Dataset records below:

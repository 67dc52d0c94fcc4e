//! Pipeline configuration.

use serde::{Deserialize, Serialize};
use std::path::Path;
use tickroll_aggregate::{
    BuildOptions, DuplicatePolicy, ExpiryPolicy, FixedExpiry, RowErrorPolicy, TradingDayCount,
};
use tickroll_classify::{AllowList, Profile};
use tickroll_types::{ExpiryKind, LocalZone, Result, Timeframe, TickrollError};

/// Settings for processing tick batches.
///
/// Every field has a default, so a JSON file only needs the fields it changes:
///
/// ```json
/// { "zone": "UTC", "timeframes": ["1m", "15m"], "row_errors": "skip-and-log" }
/// ```
#[derive(Debug, Clone, PartialEq, Eq, Serialize, Deserialize)]
#[serde(default)]
pub struct PipelineConfig {
    /// Zone the `Date/Time` column is written in.
    pub zone: LocalZone,
    /// Rollups computed for every selected symbol.
    pub timeframes: Vec<Timeframe>,
    /// Which symbols to keep.
    pub allow_list: AllowList,
    /// Handling of repeated `(instant, symbol)` rows.
    pub duplicates: DuplicatePolicy,
    /// Handling of unparsable rows.
    pub row_errors: RowErrorPolicy,
    /// Most trading days a weekly batch can span.
    pub max_weekly_trading_days: usize,
    /// Take the expiry kind from a `weekly/` or `monthly/` input folder.
    pub trust_directory_hint: bool,
    /// Underlyings left out of the expiry index.
    pub ignore_underlyings: Vec<String>,
}

impl Default for PipelineConfig {
    fn default() -> Self {
        Self {
            zone: LocalZone::default(),
            timeframes: Timeframe::DEFAULT_ROLLUPS.to_vec(),
            allow_list: Profile::default().allow_list(),
            duplicates: DuplicatePolicy::default(),
            row_errors: RowErrorPolicy::default(),
            max_weekly_trading_days: TradingDayCount::default().max_weekly_days,
            trust_directory_hint: false,
            ignore_underlyings: vec!["INDIAVIX".to_string()],
        }
    }
}

impl PipelineConfig {
    /// Parses and validates a JSON configuration.
    ///
    /// # Errors
    ///
    /// Returns an error if the JSON is malformed or fails [`Self::validate`].
    pub fn from_json_str(json: &str) -> Result<Self> {
        let config: Self = serde_json::from_str(json)?;
        config.validate()?;
        Ok(config)
    }

    /// Reads, parses and validates a JSON configuration file.
    ///
    /// # Errors
    ///
    /// Returns an error if the file cannot be read or its contents are invalid.
    pub fn from_json_file(path: impl AsRef<Path>) -> Result<Self> {
        let json = std::fs::read_to_string(path)?;
        Self::from_json_str(&json)
    }

    /// Checks the settings for consistency.
    ///
    /// # Errors
    ///
    /// Returns [`TickrollError::Config`] if no timeframe is configured or the
    /// weekly threshold is zero.
    pub fn validate(&self) -> Result<()> {
        if self.timeframes.is_empty() {
            return Err(TickrollError::Config(
                "at least one timeframe is required".to_string(),
            ));
        }
        if self.max_weekly_trading_days == 0 {
            return Err(TickrollError::Config(
                "max_weekly_trading_days must be positive".to_string(),
            ));
        }
        Ok(())
    }

    /// Sets the allow-list from a profile.
    #[must_use]
    pub fn with_profile(mut self, profile: Profile) -> Self {
        self.allow_list = profile.allow_list();
        self
    }

    /// Sets the rollup timeframes.
    #[must_use]
    pub fn with_timeframes(mut self, timeframes: Vec<Timeframe>) -> Self {
        self.timeframes = timeframes;
        self
    }

    /// Sets the timestamp zone.
    #[must_use]
    pub fn with_zone(mut self, zone: LocalZone) -> Self {
        self.zone = zone;
        self
    }

    /// Index build options derived from the row policies.
    #[must_use]
    pub const fn build_options(&self) -> BuildOptions {
        BuildOptions {
            duplicates: self.duplicates,
            row_errors: self.row_errors,
        }
    }

    /// Returns the expiry policy for a batch with the given folder hint.
    #[must_use]
    pub fn expiry_policy(&self, hint: Option<ExpiryKind>) -> Box<dyn ExpiryPolicy> {
        match hint {
            Some(kind) if self.trust_directory_hint => Box::new(FixedExpiry(kind)),
            _ => Box::new(TradingDayCount::new(self.max_weekly_trading_days)),
        }
    }
}

#[cfg(test)]
mod tests {
    use super::*;
    use std::collections::BTreeSet;

    #[test]
    fn test_defaults() {
        let config = PipelineConfig::default();
        assert_eq!(config.zone, LocalZone::IST);
        assert_eq!(config.timeframes, Timeframe::DEFAULT_ROLLUPS.to_vec());
        assert_eq!(config.max_weekly_trading_days, 5);
        assert_eq!(config.ignore_underlyings, vec!["INDIAVIX"]);
        assert!(config.allow_list.allows("NIFTY14500CE"));
        assert!(config.validate().is_ok());
    }

    #[test]
    fn test_partial_json() {
        let config = PipelineConfig::from_json_str(
            r#"{ "zone": "UTC", "timeframes": ["15m"], "row_errors": "skip-and-log" }"#,
        )
        .unwrap();

        assert_eq!(config.zone, LocalZone::UTC);
        assert_eq!(config.timeframes, vec![Timeframe::MINUTE_15]);
        assert_eq!(config.row_errors, RowErrorPolicy::SkipAndLog);
        assert_eq!(config.duplicates, DuplicatePolicy::LastWriteWins);
    }

    #[test]
    fn test_empty_timeframes_rejected() {
        let result = PipelineConfig::from_json_str(r#"{ "timeframes": [] }"#);
        assert!(matches!(result, Err(TickrollError::Config(_))));
    }

    #[test]
    fn test_malformed_json() {
        let result = PipelineConfig::from_json_str("{ zone: ");
        assert!(matches!(result, Err(TickrollError::Json(_))));
    }

    #[test]
    fn test_from_json_file() {
        let dir = tempfile::tempdir().unwrap();
        let path = dir.path().join("tickroll.json");
        std::fs::write(&path, r#"{ "max_weekly_trading_days": 4 }"#).unwrap();

        let config = PipelineConfig::from_json_file(&path).unwrap();
        assert_eq!(config.max_weekly_trading_days, 4);

        let missing = PipelineConfig::from_json_file(dir.path().join("absent.json"));
        assert!(matches!(missing, Err(TickrollError::Io(_))));
    }

    #[test]
    fn test_expiry_policy_hint() {
        let seven_days: BTreeSet<_> = (1..=7)
            .map(|d| chrono::NaiveDate::from_ymd_opt(2021, 3, d).unwrap())
            .collect();

        let config = PipelineConfig::default();
        let policy = config.expiry_policy(Some(ExpiryKind::Weekly));
        assert_eq!(policy.classify(&seven_days), ExpiryKind::Monthly);

        let config = PipelineConfig {
            trust_directory_hint: true,
            ..PipelineConfig::default()
        };
        let policy = config.expiry_policy(Some(ExpiryKind::Weekly));
        assert_eq!(policy.classify(&seven_days), ExpiryKind::Weekly);
    }
}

End of Dataset records.

- [Exercise directions] All of the entries, from the first line to the last, should be duplicated exactly.

- [Solution for this exercise]
repository 67dc52d0c94fcc4e
//! Pipeline configuration.

use serde::{Deserialize, Serialize};
use std::path::Path;
use tickroll_aggregate::{
    BuildOptions, DuplicatePolicy, ExpiryPolicy, FixedExpiry, RowErrorPolicy, TradingDayCount,
};
use tickroll_classify::{AllowList, Profile};
use tickroll_types::{ExpiryKind, LocalZone, Result, Timeframe, TickrollError};

/// Settings for processing tick batches.
///
/// Every field has a default, so a JSON file only needs the fields it changes:
///
/// ```json
/// { "zone": "UTC", "timeframes": ["1m", "15m"], "row_errors": "skip-and-log" }
/// ```
#[derive(Debug, Clone, PartialEq, Eq, Serialize, Deserialize)]
#[serde(default)]
pub struct PipelineConfig {
    /// Zone the `Date/Time` column is written in.
    pub zone: LocalZone,
    /// Rollups computed for every selected symbol.
    pub timeframes: Vec<Timeframe>,
    /// Which symbols to keep.
    pub allow_list: AllowList,
    /// Handling of repeated `(instant, symbol)` rows.
    pub duplicates: DuplicatePolicy,
    /// Handling of unparsable rows.
    pub row_errors: RowErrorPolicy,
    /// Most trading days a weekly batch can span.
    pub max_weekly_trading_days: usize,
    /// Take the expiry kind from a `weekly/` or `monthly/` input folder.
    pub trust_directory_hint: bool,
    /// Underlyings left out of the expiry index.
    pub ignore_underlyings: Vec<String>,
}

impl Default for PipelineConfig {
    fn default() -> Self {
        Self {
            zone: LocalZone::default(),
            timeframes: Timeframe::DEFAULT_ROLLUPS.to_vec(),
            allow_list: Profile::default().allow_list(),
            duplicates: DuplicatePolicy::default(),
            row_errors: RowErrorPolicy::default(),
            max_weekly_trading_days: TradingDayCount::default().max_weekly_days,
            trust_directory_hint: false,
            ignore_underlyings: vec!["INDIAVIX".to_string()],
        }
    }
}

impl PipelineConfig {
    /// Parses and validates a JSON configuration.
    ///
    /// # Errors
    ///
    /// Returns an error if the JSON is malformed or fails [`Self::validate`].
    pub fn from_json_str(json: &str) -> Result<Self> {
        let config: Self = serde_json::from_str(json)?;
        config.validate()?;
        Ok(config)
    }

    /// Reads, parses and validates a JSON configuration file.
    ///
    /// # Errors
    ///
    /// Returns an error if the file cannot be read or its contents are invalid.
    pub fn from_json_file(path: impl AsRef<Path>) -> Result<Self> {
        let json = std::fs::read_to_string(path)?;
        Self::from_json_str(&json)
    }

    /// Checks the settings for consistency.
    ///
    /// # Errors
    ///
    /// Returns [`TickrollError::Config`] if no timeframe is configured or the
    /// weekly threshold is zero.
    pub fn validate(&self) -> Result<()> {
        if self.timeframes.is_empty() {
            return Err(TickrollError::Config(
                "at least one timeframe is required".to_string(),
            ));
        }
        if self.max_weekly_trading_days == 0 {
            return Err(TickrollError::Config(
                "max_weekly_trading_days must be positive".to_string(),
            ));
        }
        Ok(())
    }

    /// Sets the allow-list from a profile.
    #[must_use]
    pub fn with_profile(mut self, profile: Profile) -> Self {
        self.allow_list = profile.allow_list();
        self
    }

    /// Sets the rollup timeframes.
    #[must_use]
    pub fn with_timeframes(mut self, timeframes: Vec<Timeframe>) -> Self {
        self.timeframes = timeframes;
        self
    }

    /// Sets the timestamp zone.
    #[must_use]
    pub fn with_zone(mut self, zone: LocalZone) -> Self {
        self.zone = zone;
        self
    }

    /// Index build options derived from the row policies.
    #[must_use]
    pub const fn build_options(&self) -> BuildOptions {
        BuildOptions {
            duplicates: self.duplicates,
            row_errors: self.row_errors,
        }
    }

    /// Returns the expiry policy for a batch with the given folder hint.
    #[must_use]
    pub fn expiry_policy(&self, hint: Option<ExpiryKind>) -> Box<dyn ExpiryPolicy> {
        match hint {
            Some(kind) if self.trust_directory_hint => Box::new(FixedExpiry(kind)),
            _ => Box::new(TradingDayCount::new(self.max_weekly_trading_days)),
        }
    }
}

#[cfg(test)]
mod tests {
    use super::*;
    use std::collections::BTreeSet;

    #[test]
    fn test_defaults() {
        let config = PipelineConfig::default();
        assert_eq!(config.zone, LocalZone::IST);
        assert_eq!(config.timeframes, Timeframe::DEFAULT_ROLLUPS.to_vec());
        assert_eq!(config.max_weekly_trading_days, 5);
        assert_eq!(config.ignore_underlyings, vec!["INDIAVIX"]);
        assert!(config.allow_list.allows("NIFTY14500CE"));
        assert!(config.validate().is_ok());
    }

    #[test]
    fn test_partial_json() {
        let config = PipelineConfig::from_json_str(
            r#"{ "zone": "UTC", "timeframes": ["15m"], "row_errors": "skip-and-log" }"#,
        )
        .unwrap();

        assert_eq!(config.zone, LocalZone::UTC);
        assert_eq!(config.timeframes, vec![Timeframe::MINUTE_15]);
        assert_eq!(config.row_errors, RowErrorPolicy::SkipAndLog);
        assert_eq!(config.duplicates, DuplicatePolicy::LastWriteWins);
    }

    #[test]
    fn test_empty_timeframes_rejected() {
        let result = PipelineConfig::from_json_str(r#"{ "timeframes": [] }"#);
        assert!(matches!(result, Err(TickrollError::Config(_))));
    }

    #[test]
    fn test_malformed_json() {
        let result = PipelineConfig::from_json_str("{ zone: ");
        assert!(matches!(result, Err(TickrollError::Json(_))));
    }

    #[test]
    fn test_from_json_file() {
        let dir = tempfile::tempdir().unwrap();
        let path = dir.path().join("tickroll.json");
        std::fs::write(&path, r#"{ "max_weekly_trading_days": 4 }"#).unwrap();

        let config = PipelineConfig::from_json_file(&path).unwrap();
        assert_eq!(config.max_weekly_trading_days, 4);

        let missing = PipelineConfig::from_json_file(dir.path().join("absent.json"));
        assert!(matches!(missing, Err(TickrollError::Io(_))));
    }

    #[test]
    fn test_expiry_policy_hint() {
        let seven_days: BTreeSet<_> = (1..=7)
            .map(|d| chrono::NaiveDate::from_ymd_opt(2021, 3, d).unwrap())
            .collect();

        let config = PipelineConfig::default();
        let policy = config.expiry_policy(Some(ExpiryKind::Weekly));
        assert_eq!(policy.classify(&seven_days), ExpiryKind::Monthly);

        let config = PipelineConfig {
            trust_directory_hint: true,
            ..PipelineConfig::default()
        };
        let policy = config.expiry_policy(Some(ExpiryKind::Weekly));
        assert_eq!(policy.classify(&seven_days), ExpiryKind::Weekly);
    }
}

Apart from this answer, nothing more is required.